- HOW TO COMPLETE THIS TASK: Where does the string "allowed" appear in the material? Copy each line that holds it.

- GIVEN DATA:

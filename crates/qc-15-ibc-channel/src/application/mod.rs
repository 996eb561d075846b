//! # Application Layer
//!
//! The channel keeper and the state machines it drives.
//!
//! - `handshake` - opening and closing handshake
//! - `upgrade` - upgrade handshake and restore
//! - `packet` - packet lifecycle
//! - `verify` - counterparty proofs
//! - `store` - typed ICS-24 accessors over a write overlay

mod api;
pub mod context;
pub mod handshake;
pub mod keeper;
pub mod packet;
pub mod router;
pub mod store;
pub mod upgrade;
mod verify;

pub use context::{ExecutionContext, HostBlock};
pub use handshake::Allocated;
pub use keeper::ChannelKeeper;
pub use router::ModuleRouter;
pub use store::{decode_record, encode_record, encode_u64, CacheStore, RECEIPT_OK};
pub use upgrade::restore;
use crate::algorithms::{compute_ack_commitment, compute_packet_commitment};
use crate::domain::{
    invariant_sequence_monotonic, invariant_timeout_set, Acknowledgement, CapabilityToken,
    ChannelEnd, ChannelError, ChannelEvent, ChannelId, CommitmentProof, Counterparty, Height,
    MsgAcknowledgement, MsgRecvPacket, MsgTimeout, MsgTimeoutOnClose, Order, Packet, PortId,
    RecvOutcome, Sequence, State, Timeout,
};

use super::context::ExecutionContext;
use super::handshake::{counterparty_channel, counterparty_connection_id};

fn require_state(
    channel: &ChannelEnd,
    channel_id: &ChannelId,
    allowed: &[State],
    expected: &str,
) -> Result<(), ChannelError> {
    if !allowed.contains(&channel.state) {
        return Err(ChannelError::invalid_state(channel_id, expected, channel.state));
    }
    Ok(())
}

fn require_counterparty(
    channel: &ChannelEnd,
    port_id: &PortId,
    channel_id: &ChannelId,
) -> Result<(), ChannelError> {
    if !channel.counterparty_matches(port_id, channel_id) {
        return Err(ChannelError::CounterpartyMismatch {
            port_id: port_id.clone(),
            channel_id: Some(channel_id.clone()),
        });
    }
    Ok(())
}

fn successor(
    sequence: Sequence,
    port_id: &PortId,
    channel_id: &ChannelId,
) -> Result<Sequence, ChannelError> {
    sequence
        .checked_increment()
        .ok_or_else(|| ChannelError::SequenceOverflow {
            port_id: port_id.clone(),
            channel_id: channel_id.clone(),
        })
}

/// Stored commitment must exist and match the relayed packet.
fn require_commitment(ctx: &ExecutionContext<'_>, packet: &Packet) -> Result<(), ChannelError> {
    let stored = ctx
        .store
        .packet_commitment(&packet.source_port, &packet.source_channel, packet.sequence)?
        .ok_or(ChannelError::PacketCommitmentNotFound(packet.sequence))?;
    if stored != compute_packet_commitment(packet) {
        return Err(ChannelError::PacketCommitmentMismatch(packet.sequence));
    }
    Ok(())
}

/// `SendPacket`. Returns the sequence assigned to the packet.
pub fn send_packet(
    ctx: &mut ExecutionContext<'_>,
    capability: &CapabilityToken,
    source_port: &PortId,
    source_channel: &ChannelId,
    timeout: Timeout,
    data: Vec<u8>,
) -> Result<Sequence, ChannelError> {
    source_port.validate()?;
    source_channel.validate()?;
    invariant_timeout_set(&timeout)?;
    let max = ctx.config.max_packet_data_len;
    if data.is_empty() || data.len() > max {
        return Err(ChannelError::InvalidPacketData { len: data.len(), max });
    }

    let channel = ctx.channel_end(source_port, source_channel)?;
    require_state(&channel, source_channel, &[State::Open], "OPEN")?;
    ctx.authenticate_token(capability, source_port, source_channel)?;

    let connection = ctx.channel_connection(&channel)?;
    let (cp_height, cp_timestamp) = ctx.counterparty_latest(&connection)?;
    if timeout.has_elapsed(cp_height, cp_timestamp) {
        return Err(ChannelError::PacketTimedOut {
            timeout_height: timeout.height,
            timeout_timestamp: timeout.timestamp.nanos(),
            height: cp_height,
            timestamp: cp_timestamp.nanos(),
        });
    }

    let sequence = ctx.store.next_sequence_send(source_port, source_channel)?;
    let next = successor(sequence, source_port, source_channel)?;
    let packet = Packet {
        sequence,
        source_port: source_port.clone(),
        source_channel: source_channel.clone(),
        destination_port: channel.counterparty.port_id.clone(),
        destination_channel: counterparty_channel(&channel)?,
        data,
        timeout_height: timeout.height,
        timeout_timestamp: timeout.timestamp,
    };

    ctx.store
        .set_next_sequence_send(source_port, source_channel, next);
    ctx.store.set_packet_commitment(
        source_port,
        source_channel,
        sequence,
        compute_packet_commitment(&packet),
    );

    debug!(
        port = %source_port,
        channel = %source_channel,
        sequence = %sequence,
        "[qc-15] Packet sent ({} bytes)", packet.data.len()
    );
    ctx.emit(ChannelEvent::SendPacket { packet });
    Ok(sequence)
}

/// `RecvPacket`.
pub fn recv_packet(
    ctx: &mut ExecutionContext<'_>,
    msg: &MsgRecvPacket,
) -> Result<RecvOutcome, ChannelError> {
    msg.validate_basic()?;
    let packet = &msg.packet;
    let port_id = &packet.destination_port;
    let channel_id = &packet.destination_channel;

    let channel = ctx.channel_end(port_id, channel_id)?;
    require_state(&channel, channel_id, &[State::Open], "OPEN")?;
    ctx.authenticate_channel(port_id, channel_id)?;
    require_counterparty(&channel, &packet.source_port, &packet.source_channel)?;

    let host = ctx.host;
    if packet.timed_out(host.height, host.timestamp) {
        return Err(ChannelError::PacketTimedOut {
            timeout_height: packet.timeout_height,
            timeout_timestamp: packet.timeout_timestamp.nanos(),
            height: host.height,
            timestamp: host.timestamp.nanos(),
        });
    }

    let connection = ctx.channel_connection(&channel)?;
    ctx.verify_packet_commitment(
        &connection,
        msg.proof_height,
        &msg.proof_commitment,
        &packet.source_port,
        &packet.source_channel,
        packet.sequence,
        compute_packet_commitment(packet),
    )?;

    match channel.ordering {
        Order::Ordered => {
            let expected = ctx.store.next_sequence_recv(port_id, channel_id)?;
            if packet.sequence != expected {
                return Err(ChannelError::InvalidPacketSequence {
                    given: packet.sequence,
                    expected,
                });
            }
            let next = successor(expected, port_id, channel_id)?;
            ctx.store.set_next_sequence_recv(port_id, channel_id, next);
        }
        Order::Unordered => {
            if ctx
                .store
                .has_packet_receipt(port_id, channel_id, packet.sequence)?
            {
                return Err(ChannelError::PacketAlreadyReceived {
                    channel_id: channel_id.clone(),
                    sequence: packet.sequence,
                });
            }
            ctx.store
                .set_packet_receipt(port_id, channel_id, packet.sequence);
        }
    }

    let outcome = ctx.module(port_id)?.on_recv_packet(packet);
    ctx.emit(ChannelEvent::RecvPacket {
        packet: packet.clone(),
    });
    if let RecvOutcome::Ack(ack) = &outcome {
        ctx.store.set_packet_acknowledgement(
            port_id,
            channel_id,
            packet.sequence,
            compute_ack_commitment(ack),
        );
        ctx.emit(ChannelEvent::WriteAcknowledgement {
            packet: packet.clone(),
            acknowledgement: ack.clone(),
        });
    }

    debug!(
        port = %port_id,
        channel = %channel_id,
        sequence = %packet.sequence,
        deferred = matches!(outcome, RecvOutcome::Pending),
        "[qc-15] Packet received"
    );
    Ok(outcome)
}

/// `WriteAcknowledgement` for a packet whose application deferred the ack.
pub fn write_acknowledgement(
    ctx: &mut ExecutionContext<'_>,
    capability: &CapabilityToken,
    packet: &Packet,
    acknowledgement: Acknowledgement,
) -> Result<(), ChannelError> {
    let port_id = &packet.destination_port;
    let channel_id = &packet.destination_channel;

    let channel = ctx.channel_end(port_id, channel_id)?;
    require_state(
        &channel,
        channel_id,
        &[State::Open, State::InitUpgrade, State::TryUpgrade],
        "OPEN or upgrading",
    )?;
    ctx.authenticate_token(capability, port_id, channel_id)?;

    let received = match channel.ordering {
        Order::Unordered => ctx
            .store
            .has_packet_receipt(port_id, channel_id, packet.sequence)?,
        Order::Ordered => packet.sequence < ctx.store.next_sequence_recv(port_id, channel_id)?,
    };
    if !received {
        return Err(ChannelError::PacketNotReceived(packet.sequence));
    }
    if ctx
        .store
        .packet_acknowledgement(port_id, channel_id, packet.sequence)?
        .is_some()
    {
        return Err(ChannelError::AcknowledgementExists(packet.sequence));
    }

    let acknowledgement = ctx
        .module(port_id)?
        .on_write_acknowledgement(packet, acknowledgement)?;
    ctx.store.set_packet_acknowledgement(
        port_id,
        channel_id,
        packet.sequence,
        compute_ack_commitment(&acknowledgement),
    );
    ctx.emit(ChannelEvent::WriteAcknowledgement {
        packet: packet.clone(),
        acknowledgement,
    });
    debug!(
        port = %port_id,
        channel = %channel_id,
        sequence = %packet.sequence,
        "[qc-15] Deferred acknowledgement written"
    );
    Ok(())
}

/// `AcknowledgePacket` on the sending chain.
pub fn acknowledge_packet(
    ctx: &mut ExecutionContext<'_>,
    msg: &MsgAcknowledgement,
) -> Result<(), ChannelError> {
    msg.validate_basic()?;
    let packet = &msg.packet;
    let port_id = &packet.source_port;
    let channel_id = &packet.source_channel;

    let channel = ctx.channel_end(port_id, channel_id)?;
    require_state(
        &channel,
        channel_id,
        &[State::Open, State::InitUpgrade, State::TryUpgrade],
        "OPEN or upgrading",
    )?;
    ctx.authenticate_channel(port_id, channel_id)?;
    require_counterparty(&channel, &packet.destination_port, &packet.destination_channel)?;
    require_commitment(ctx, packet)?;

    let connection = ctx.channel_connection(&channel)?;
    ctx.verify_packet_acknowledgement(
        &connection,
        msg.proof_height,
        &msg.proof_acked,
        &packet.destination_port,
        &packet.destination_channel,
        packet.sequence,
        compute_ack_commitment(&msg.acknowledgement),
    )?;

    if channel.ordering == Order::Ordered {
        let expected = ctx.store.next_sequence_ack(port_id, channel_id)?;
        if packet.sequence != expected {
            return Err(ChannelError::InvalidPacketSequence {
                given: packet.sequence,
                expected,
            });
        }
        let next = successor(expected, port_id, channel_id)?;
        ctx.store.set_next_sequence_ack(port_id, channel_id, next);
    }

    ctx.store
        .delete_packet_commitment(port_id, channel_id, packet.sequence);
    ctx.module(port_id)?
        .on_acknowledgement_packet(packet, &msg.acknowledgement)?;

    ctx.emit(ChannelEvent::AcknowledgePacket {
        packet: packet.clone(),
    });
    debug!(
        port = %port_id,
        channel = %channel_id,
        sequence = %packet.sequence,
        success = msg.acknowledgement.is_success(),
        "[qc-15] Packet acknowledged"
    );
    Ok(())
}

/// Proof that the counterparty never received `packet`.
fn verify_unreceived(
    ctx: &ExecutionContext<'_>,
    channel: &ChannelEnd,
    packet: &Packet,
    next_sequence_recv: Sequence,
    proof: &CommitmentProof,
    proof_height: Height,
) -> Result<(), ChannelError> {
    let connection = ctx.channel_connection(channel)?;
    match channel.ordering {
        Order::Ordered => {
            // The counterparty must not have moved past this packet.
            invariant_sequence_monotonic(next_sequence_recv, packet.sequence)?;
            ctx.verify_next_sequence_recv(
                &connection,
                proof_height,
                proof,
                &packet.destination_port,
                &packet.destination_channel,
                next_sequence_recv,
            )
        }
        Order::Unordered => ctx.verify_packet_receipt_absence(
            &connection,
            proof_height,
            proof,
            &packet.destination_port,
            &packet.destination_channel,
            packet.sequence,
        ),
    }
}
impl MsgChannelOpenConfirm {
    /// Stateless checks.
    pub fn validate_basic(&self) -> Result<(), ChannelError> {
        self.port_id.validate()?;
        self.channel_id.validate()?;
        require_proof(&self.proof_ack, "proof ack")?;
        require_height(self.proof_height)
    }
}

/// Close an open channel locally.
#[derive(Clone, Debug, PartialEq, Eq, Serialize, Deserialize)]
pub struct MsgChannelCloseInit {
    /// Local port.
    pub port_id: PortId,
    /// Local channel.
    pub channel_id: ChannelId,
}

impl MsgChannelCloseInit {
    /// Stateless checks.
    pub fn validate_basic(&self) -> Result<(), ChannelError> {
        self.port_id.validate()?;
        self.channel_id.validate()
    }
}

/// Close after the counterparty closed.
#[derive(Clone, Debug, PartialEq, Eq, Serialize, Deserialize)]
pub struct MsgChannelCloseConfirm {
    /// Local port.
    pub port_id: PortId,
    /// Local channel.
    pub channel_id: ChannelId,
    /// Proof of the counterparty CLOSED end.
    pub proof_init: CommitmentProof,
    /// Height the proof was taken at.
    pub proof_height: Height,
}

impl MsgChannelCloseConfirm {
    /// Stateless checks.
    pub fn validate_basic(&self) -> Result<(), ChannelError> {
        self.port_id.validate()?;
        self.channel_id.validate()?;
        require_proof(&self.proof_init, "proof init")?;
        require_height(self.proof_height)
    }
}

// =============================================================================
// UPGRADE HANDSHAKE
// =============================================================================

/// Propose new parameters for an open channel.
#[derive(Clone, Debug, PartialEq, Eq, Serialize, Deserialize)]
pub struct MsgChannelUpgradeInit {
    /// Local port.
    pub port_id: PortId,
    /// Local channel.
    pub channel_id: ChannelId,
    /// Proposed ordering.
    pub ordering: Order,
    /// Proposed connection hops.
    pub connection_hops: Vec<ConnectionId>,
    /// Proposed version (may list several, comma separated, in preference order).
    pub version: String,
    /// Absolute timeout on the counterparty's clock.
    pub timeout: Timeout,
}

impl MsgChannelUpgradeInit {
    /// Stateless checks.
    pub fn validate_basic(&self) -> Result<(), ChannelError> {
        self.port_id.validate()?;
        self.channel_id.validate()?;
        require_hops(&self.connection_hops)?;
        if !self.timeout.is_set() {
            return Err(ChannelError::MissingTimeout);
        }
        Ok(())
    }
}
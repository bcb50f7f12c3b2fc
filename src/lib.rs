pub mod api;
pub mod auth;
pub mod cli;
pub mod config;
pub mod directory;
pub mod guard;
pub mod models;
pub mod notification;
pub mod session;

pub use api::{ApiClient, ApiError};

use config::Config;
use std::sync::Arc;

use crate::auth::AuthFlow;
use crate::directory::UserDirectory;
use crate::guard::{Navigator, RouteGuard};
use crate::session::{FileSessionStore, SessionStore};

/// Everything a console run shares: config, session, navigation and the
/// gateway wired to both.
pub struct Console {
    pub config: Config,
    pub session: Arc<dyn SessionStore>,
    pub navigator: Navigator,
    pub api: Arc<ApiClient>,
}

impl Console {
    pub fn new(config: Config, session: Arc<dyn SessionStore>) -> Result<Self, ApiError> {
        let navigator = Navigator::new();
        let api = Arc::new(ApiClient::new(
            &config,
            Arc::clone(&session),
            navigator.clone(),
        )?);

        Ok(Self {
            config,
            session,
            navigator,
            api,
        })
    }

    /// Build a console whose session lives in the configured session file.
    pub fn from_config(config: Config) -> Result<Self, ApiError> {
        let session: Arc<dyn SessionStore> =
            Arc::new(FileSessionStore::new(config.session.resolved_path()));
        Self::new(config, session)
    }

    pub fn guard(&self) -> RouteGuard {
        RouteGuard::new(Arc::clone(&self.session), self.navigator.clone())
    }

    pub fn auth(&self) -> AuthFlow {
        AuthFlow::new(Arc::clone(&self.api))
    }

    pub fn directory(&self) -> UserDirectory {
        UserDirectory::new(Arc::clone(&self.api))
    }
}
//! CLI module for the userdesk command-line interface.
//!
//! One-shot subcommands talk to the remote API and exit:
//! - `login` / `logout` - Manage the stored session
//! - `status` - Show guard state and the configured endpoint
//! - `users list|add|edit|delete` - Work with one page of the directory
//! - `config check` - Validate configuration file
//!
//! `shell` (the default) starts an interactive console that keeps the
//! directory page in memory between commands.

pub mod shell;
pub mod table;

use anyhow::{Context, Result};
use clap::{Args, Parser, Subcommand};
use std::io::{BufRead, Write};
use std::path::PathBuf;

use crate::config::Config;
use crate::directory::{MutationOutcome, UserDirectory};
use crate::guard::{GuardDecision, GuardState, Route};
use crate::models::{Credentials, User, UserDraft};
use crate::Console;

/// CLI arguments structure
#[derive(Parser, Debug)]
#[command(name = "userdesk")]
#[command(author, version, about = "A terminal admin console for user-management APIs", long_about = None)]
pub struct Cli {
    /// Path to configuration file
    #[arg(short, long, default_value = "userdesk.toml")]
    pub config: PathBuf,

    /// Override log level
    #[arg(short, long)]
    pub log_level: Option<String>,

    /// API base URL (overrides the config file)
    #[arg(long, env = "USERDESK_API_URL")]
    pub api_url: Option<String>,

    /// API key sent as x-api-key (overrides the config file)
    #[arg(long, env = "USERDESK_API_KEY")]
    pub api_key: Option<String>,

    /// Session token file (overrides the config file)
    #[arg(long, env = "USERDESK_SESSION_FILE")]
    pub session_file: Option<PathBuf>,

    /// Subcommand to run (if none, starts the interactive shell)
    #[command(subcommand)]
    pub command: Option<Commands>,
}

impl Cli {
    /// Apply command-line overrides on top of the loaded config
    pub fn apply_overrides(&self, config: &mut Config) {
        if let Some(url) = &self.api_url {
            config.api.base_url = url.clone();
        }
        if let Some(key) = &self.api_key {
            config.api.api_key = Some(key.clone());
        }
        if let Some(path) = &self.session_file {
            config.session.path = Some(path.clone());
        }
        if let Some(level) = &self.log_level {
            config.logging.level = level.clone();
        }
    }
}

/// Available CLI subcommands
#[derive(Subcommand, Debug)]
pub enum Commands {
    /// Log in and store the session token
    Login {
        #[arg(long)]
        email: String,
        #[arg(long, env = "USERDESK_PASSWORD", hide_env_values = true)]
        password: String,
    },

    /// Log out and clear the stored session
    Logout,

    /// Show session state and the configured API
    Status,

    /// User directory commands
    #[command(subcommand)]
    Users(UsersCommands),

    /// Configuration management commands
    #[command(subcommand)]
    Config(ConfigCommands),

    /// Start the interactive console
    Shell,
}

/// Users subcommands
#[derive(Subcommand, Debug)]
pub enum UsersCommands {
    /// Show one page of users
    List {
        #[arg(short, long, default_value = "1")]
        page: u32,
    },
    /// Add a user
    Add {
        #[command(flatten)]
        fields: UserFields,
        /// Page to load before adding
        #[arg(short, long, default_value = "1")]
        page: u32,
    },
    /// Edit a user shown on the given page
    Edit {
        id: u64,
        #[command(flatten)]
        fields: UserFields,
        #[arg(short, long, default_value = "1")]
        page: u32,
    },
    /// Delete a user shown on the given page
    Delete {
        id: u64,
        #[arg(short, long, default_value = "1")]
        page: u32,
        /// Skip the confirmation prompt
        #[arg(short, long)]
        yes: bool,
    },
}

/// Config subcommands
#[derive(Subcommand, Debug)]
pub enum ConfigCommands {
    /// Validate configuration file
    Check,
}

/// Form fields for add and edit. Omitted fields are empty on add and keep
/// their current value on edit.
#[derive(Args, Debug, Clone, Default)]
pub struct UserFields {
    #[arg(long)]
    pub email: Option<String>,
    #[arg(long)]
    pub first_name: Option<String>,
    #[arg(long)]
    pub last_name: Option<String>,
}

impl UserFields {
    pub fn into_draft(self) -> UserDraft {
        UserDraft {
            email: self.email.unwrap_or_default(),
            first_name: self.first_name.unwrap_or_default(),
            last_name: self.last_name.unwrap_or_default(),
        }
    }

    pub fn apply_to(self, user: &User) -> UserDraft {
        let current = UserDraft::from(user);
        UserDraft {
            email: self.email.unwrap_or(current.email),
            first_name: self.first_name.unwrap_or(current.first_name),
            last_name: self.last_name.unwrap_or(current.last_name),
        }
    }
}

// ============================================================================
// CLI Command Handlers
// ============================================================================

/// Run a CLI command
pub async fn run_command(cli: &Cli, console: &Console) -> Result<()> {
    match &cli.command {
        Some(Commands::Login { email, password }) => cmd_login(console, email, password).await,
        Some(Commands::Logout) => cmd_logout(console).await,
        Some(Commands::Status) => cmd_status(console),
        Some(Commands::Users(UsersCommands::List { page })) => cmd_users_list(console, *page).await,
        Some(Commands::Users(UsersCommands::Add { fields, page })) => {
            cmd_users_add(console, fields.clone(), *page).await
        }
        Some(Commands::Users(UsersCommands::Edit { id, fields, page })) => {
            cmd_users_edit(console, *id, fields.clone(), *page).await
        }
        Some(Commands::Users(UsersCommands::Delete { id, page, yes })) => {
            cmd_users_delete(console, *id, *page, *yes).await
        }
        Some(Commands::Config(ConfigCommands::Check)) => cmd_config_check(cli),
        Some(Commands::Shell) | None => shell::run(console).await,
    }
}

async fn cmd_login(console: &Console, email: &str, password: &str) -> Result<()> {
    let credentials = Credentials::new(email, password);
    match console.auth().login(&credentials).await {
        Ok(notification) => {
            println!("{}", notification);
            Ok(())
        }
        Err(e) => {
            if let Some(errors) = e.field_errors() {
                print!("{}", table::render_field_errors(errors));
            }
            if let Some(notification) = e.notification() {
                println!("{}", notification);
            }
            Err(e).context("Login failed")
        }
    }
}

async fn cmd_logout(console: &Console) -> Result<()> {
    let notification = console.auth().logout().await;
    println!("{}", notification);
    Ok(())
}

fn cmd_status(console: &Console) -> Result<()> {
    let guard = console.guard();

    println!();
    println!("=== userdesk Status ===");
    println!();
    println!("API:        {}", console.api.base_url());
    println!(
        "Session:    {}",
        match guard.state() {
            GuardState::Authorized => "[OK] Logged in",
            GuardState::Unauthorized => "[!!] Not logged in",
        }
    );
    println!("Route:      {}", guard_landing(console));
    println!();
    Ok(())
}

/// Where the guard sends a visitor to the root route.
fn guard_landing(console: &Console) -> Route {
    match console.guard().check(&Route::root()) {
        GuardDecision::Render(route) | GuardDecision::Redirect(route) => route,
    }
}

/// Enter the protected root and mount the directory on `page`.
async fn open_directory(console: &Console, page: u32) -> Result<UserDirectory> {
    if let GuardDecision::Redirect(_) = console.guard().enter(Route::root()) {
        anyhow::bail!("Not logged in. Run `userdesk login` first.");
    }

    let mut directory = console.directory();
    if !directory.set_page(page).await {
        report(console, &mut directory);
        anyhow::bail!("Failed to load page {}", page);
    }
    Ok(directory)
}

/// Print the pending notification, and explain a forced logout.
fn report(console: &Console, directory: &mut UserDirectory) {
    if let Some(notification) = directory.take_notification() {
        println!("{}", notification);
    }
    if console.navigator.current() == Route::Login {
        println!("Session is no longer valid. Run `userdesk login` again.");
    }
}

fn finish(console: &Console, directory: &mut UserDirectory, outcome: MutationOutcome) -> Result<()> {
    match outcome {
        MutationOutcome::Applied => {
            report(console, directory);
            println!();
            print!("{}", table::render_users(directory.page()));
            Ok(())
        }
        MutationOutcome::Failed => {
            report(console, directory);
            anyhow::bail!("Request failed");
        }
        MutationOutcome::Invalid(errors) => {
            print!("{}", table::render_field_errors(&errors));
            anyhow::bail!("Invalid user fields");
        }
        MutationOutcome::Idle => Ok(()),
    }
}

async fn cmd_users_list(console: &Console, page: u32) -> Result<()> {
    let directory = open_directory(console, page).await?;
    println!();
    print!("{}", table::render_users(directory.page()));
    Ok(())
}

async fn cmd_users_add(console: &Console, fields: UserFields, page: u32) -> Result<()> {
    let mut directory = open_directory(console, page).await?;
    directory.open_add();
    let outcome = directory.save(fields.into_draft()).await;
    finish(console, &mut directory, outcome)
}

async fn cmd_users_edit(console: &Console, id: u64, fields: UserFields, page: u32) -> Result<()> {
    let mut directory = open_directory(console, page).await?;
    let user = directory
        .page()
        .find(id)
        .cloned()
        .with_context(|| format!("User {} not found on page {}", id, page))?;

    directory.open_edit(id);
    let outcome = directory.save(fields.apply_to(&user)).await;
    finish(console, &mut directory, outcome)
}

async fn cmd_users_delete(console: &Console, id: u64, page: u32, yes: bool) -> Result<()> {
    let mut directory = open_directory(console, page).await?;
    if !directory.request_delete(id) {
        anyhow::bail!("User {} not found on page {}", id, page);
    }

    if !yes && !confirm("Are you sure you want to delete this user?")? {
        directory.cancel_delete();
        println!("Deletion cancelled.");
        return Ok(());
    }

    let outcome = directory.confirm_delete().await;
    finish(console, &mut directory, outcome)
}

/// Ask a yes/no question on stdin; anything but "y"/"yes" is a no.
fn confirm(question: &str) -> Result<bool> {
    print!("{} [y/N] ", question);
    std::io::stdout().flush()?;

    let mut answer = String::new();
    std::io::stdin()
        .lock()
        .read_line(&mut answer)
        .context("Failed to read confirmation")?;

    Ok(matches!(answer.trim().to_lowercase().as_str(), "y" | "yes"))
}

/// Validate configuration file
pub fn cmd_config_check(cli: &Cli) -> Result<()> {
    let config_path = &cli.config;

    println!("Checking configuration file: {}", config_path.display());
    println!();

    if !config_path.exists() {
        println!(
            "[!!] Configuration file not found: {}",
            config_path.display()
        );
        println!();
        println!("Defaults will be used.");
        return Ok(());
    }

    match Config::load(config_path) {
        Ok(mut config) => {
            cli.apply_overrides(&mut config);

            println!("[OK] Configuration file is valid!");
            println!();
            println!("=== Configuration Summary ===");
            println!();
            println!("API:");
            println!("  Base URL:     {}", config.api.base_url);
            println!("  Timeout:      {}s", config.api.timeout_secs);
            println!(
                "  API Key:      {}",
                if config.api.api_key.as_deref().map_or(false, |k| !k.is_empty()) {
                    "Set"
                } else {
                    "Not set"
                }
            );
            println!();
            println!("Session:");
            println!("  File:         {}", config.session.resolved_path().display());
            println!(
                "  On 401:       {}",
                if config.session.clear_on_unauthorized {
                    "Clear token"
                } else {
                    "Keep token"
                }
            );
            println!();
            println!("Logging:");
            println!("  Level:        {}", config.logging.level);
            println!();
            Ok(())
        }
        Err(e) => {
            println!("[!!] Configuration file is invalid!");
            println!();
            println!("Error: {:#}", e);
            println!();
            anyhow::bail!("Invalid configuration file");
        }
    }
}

- THE ANSWER:
    allowed: &[State],
    if !allowed.contains(&channel.state) {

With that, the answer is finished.